Items from a data source
#####

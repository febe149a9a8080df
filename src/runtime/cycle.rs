/// Cycle detection over explicit edges
///
/// Classic white/gray/black depth-first search. A run calls this before
/// anything executes; a cycle aborts the whole run.

use crate::workflow::types::Edge;
use std::collections::HashMap;

#[derive(Debug, Clone, Copy, PartialEq, Eq)]
enum Mark {
    White,
    Gray,
    Black,
}

/// Find a cycle in the edge set
///
/// Returns `None` iff the edges are acyclic. Otherwise returns the node IDs of
/// one real cycle in traversal order, starting at the node that was re-entered
/// (e.g. `["A", "B", "C"]` for `A -> B -> C -> A`). Not necessarily minimal.
pub fn detect_cycle(edges: &[Edge]) -> Option<Vec<String>> {
    let mut roots: Vec<&str> = Vec::new();
    let mut adjacency: HashMap<&str, Vec<&str>> = HashMap::new();

    for edge in edges {
        for id in [edge.source.as_str(), edge.target.as_str()] {
            if !adjacency.contains_key(id) {
                adjacency.insert(id, Vec::new());
                roots.push(id);
            }
        }
        adjacency
            .entry(edge.source.as_str())
            .or_default()
            .push(edge.target.as_str());
    }

    let mut marks: HashMap<&str, Mark> = roots.iter().map(|id| (*id, Mark::White)).collect();

    for &root in &roots {
        if marks[root] != Mark::White {
            continue;
        }

        // Each frame is (node, index of the next neighbour to visit).
        // Gray nodes are exactly the nodes on this stack.
        let mut stack: Vec<(&str, usize)> = vec![(root, 0)];
        marks.insert(root, Mark::Gray);

        while let Some(frame) = stack.last_mut() {
            let node = frame.0;
            let neighbours = &adjacency[node];

            if frame.1 >= neighbours.len() {
                marks.insert(node, Mark::Black);
                stack.pop();
                continue;
            }

            let next = neighbours[frame.1];
            frame.1 += 1;

            match marks[next] {
                Mark::White => {
                    marks.insert(next, Mark::Gray);
                    stack.push((next, 0));
                }
                Mark::Gray => {
                    let start = stack
                        .iter()
                        .position(|(id, _)| *id == next)
                        .unwrap_or(0);
                    let cycle: Vec<String> =
                        stack[start..].iter().map(|(id, _)| id.to_string()).collect();
                    tracing::debug!("Back edge '{}' -> '{}' closes cycle {:?}", node, next, cycle);
                    return Some(cycle);
                }
                Mark::Black => {}
            }
        }
    }

    None
}
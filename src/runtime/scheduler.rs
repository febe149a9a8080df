/// Topological scheduler
///
/// Kahn's algorithm over the union of explicit data edges and implicit
/// gate -> child edges. Ready nodes are taken in FIFO order, seeded in node
/// declaration order. Beyond satisfying every dependency, the relative order
/// of independent nodes is intentionally unspecified and must not be relied on.

use crate::runtime::error::EngineError;
use crate::runtime::graph::DependencyGraph;
use std::collections::{HashMap, VecDeque};

/// Compute one valid execution order covering every node
///
/// Fails with `CycleDetected` listing the unscheduled nodes when the order
/// cannot cover the graph. That only happens when an implicit gate edge
/// closes a loop the explicit-edge detector cannot see.
pub fn topological_order(graph: &DependencyGraph) -> Result<Vec<String>, EngineError> {
    let mut in_degree: HashMap<&str, usize> =
        graph.node_ids().iter().map(|id| (id.as_str(), 0)).collect();

    for id in graph.node_ids() {
        for dependent in graph.adjacency(id) {
            if let Some(degree) = in_degree.get_mut(dependent) {
                *degree += 1;
            }
        }
    }

    let mut queue: VecDeque<&str> = graph
        .node_ids()
        .iter()
        .map(String::as_str)
        .filter(|id| in_degree[id] == 0)
        .collect();
    let mut order = Vec::with_capacity(graph.len());

    while let Some(node_id) = queue.pop_front() {
        order.push(node_id.to_string());

        for dependent in graph.adjacency(node_id) {
            if let Some(degree) = in_degree.get_mut(dependent) {
                *degree -= 1;
                if *degree == 0 {
                    queue.push_back(dependent);
                }
            }
        }
    }

    if order.len() < graph.len() {
        let cycle: Vec<String> = graph
            .node_ids()
            .iter()
            .filter(|id| in_degree[id.as_str()] > 0)
            .cloned()
            .collect();
        tracing::error!("Scheduler could not order nodes {:?}", cycle);
        return Err(EngineError::CycleDetected { cycle });
    }

    tracing::debug!("Execution order: {:?}", order);
    Ok(order)
}
/// Value, arithmetic and text nodes

use super::{number_of, number_value, text_of};
use anyhow::{Context, Result};
use serde_json::{json, Map, Value};

/// dataNode: emits its stored `value`
pub async fn data(inputs: Map<String, Value>) -> Result<Value> {
    Ok(inputs.get("value").cloned().unwrap_or(Value::Null))
}

/// notesNode: appends a note to the upstream text
pub async fn notes(inputs: Map<String, Value>) -> Result<Value> {
    let input = text_of(inputs.get("input"));
    let text = text_of(inputs.get("text"));
    Ok(Value::String(format!("{input}\n\nNote: {text}")))
}

/// sumDiffNode: `{ sum, diff }` of `number1` and `number2`
pub async fn sum_diff(inputs: Map<String, Value>) -> Result<Value> {
    let (Some(a), Some(b)) = (number_of(inputs.get("number1")), number_of(inputs.get("number2"))) else {
        anyhow::bail!("Invalid input: both inputs must be valid numbers");
    };

    Ok(json!({
        "sum": number_value(a + b),
        "diff": number_value(a - b),
    }))
}

/// textReplaceNode: replaces the first occurrence of `searchValue`
///
/// Returns `text` untouched when it or the search value is empty.
pub async fn text_replace(inputs: Map<String, Value>) -> Result<Value> {
    let text = text_of(inputs.get("text"));
    let search = text_of(inputs.get("searchValue"));
    if text.is_empty() || search.is_empty() {
        return Ok(inputs.get("text").cloned().unwrap_or(Value::Null));
    }

    let replacement = text_of(inputs.get("newValue"));
    Ok(Value::String(text.replacen(&search, &replacement, 1)))
}

/// textTemplateNode: fills `$key` placeholders of `template` from `textInputs`
///
/// Each key replaces only its first placeholder.
pub async fn text_template(inputs: Map<String, Value>) -> Result<Value> {
    let mut result = text_of(inputs.get("template"));

    if let Some(Value::Object(text_inputs)) = inputs.get("textInputs") {
        for (key, value) in text_inputs {
            let placeholder = format!("${key}");
            result = result.replacen(&placeholder, &text_of(Some(value)), 1);
        }
    }

    Ok(Value::String(result))
}

/// fileReaderNode: text of an already-loaded `content` or of the file at `path`
pub async fn file_reader(inputs: Map<String, Value>) -> Result<Value> {
    if let Some(Value::String(content)) = inputs.get("content") {
        return Ok(Value::String(content.clone()));
    }

    match inputs.get("path").and_then(Value::as_str) {
        Some(path) if !path.is_empty() => {
            tracing::debug!("📄 Reading file: {}", path);
            let text = tokio::fs::read_to_string(path)
                .await
                .with_context(|| format!("Failed to read file '{path}'"))?;
            Ok(Value::String(text))
        }
        _ => Ok(Value::String(String::new())),
    }
}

#####

WORK INSTRUCTIONS =>
Repeat the data in full, keeping each word exactly as it is.

ANSWER TO THIS PROBLEM =>
repository febe149a9a8080df
filename src/runtime/cycle.rs
/// Cycle detection over explicit edges
///
/// Classic white/gray/black depth-first search. A run calls this before
/// anything executes; a cycle aborts the whole run.

use crate::workflow::types::Edge;
use std::collections::HashMap;

#[derive(Debug, Clone, Copy, PartialEq, Eq)]
enum Mark {
    White,
    Gray,
    Black,
}

/// Find a cycle in the edge set
///
/// Returns `None` iff the edges are acyclic. Otherwise returns the node IDs of
/// one real cycle in traversal order, starting at the node that was re-entered
/// (e.g. `["A", "B", "C"]` for `A -> B -> C -> A`). Not necessarily minimal.
pub fn detect_cycle(edges: &[Edge]) -> Option<Vec<String>> {
    let mut roots: Vec<&str> = Vec::new();
    let mut adjacency: HashMap<&str, Vec<&str>> = HashMap::new();

    for edge in edges {
        for id in [edge.source.as_str(), edge.target.as_str()] {
            if !adjacency.contains_key(id) {
                adjacency.insert(id, Vec::new());
                roots.push(id);
            }
        }
        adjacency
            .entry(edge.source.as_str())
            .or_default()
            .push(edge.target.as_str());
    }

    let mut marks: HashMap<&str, Mark> = roots.iter().map(|id| (*id, Mark::White)).collect();

    for &root in &roots {
        if marks[root] != Mark::White {
            continue;
        }

        // Each frame is (node, index of the next neighbour to visit).
        // Gray nodes are exactly the nodes on this stack.
        let mut stack: Vec<(&str, usize)> = vec![(root, 0)];
        marks.insert(root, Mark::Gray);

        while let Some(frame) = stack.last_mut() {
            let node = frame.0;
            let neighbours = &adjacency[node];

            if frame.1 >= neighbours.len() {
                marks.insert(node, Mark::Black);
                stack.pop();
                continue;
            }

            let next = neighbours[frame.1];
            frame.1 += 1;

            match marks[next] {
                Mark::White => {
                    marks.insert(next, Mark::Gray);
                    stack.push((next, 0));
                }
                Mark::Gray => {
                    let start = stack
                        .iter()
                        .position(|(id, _)| *id == next)
                        .unwrap_or(0);
                    let cycle: Vec<String> =
                        stack[start..].iter().map(|(id, _)| id.to_string()).collect();
                    tracing::debug!("Back edge '{}' -> '{}' closes cycle {:?}", node, next, cycle);
                    return Some(cycle);
                }
                Mark::Black => {}
            }
        }
    }

    None
}
filename src/runtime/scheduler.rs
repository febe149a9a8080df
/// Topological scheduler
///
/// Kahn's algorithm over the union of explicit data edges and implicit
/// gate -> child edges. Ready nodes are taken in FIFO order, seeded in node
/// declaration order. Beyond satisfying every dependency, the relative order
/// of independent nodes is intentionally unspecified and must not be relied on.

use crate::runtime::error::EngineError;
use crate::runtime::graph::DependencyGraph;
use std::collections::{HashMap, VecDeque};

/// Compute one valid execution order covering every node
///
/// Fails with `CycleDetected` listing the unscheduled nodes when the order
/// cannot cover the graph. That only happens when an implicit gate edge
/// closes a loop the explicit-edge detector cannot see.
pub fn topological_order(graph: &DependencyGraph) -> Result<Vec<String>, EngineError> {
    let mut in_degree: HashMap<&str, usize> =
        graph.node_ids().iter().map(|id| (id.as_str(), 0)).collect();

    for id in graph.node_ids() {
        for dependent in graph.adjacency(id) {
            if let Some(degree) = in_degree.get_mut(dependent) {
                *degree += 1;
            }
        }
    }

    let mut queue: VecDeque<&str> = graph
        .node_ids()
        .iter()
        .map(String::as_str)
        .filter(|id| in_degree[id] == 0)
        .collect();
    let mut order = Vec::with_capacity(graph.len());

    while let Some(node_id) = queue.pop_front() {
        order.push(node_id.to_string());

        for dependent in graph.adjacency(node_id) {
            if let Some(degree) = in_degree.get_mut(dependent) {
                *degree -= 1;
                if *degree == 0 {
                    queue.push_back(dependent);
                }
            }
        }
    }

    if order.len() < graph.len() {
        let cycle: Vec<String> = graph
            .node_ids()
            .iter()
            .filter(|id| in_degree[id.as_str()] > 0)
            .cloned()
            .collect();
        tracing::error!("Scheduler could not order nodes {:?}", cycle);
        return Err(EngineError::CycleDetected { cycle });
    }

    tracing::debug!("Execution order: {:?}", order);
    Ok(order)
}
/// Value, arithmetic and text nodes

use super::{number_of, number_value, text_of};
use anyhow::{Context, Result};
use serde_json::{json, Map, Value};

/// dataNode: emits its stored `value`
pub async fn data(inputs: Map<String, Value>) -> Result<Value> {
    Ok(inputs.get("value").cloned().unwrap_or(Value::Null))
}

/// notesNode: appends a note to the upstream text
pub async fn notes(inputs: Map<String, Value>) -> Result<Value> {
    let input = text_of(inputs.get("input"));
    let text = text_of(inputs.get("text"));
    Ok(Value::String(format!("{input}\n\nNote: {text}")))
}

/// sumDiffNode: `{ sum, diff }` of `number1` and `number2`
pub async fn sum_diff(inputs: Map<String, Value>) -> Result<Value> {
    let (Some(a), Some(b)) = (number_of(inputs.get("number1")), number_of(inputs.get("number2"))) else {
        anyhow::bail!("Invalid input: both inputs must be valid numbers");
    };

    Ok(json!({
        "sum": number_value(a + b),
        "diff": number_value(a - b),
    }))
}

/// textReplaceNode: replaces the first occurrence of `searchValue`
///
/// Returns `text` untouched when it or the search value is empty.
pub async fn text_replace(inputs: Map<String, Value>) -> Result<Value> {
    let text = text_of(inputs.get("text"));
    let search = text_of(inputs.get("searchValue"));
    if text.is_empty() || search.is_empty() {
        return Ok(inputs.get("text").cloned().unwrap_or(Value::Null));
    }

    let replacement = text_of(inputs.get("newValue"));
    Ok(Value::String(text.replacen(&search, &replacement, 1)))
}

/// textTemplateNode: fills `$key` placeholders of `template` from `textInputs`
///
/// Each key replaces only its first placeholder.
pub async fn text_template(inputs: Map<String, Value>) -> Result<Value> {
    let mut result = text_of(inputs.get("template"));

    if let Some(Value::Object(text_inputs)) = inputs.get("textInputs") {
        for (key, value) in text_inputs {
            let placeholder = format!("${key}");
            result = result.replacen(&placeholder, &text_of(Some(value)), 1);
        }
    }

    Ok(Value::String(result))
}

/// fileReaderNode: text of an already-loaded `content` or of the file at `path`
pub async fn file_reader(inputs: Map<String, Value>) -> Result<Value> {
    if let Some(Value::String(content)) = inputs.get("content") {
        return Ok(Value::String(content.clone()));
    }

    match inputs.get("path").and_then(Value::as_str) {
        Some(path) if !path.is_empty() => {
            tracing::debug!("📄 Reading file: {}", path);
            let text = tokio::fs::read_to_string(path)
                .await
                .with_context(|| format!("Failed to read file '{path}'"))?;
            Ok(Value::String(text))
        }
        _ => Ok(Value::String(String::new())),
    }
}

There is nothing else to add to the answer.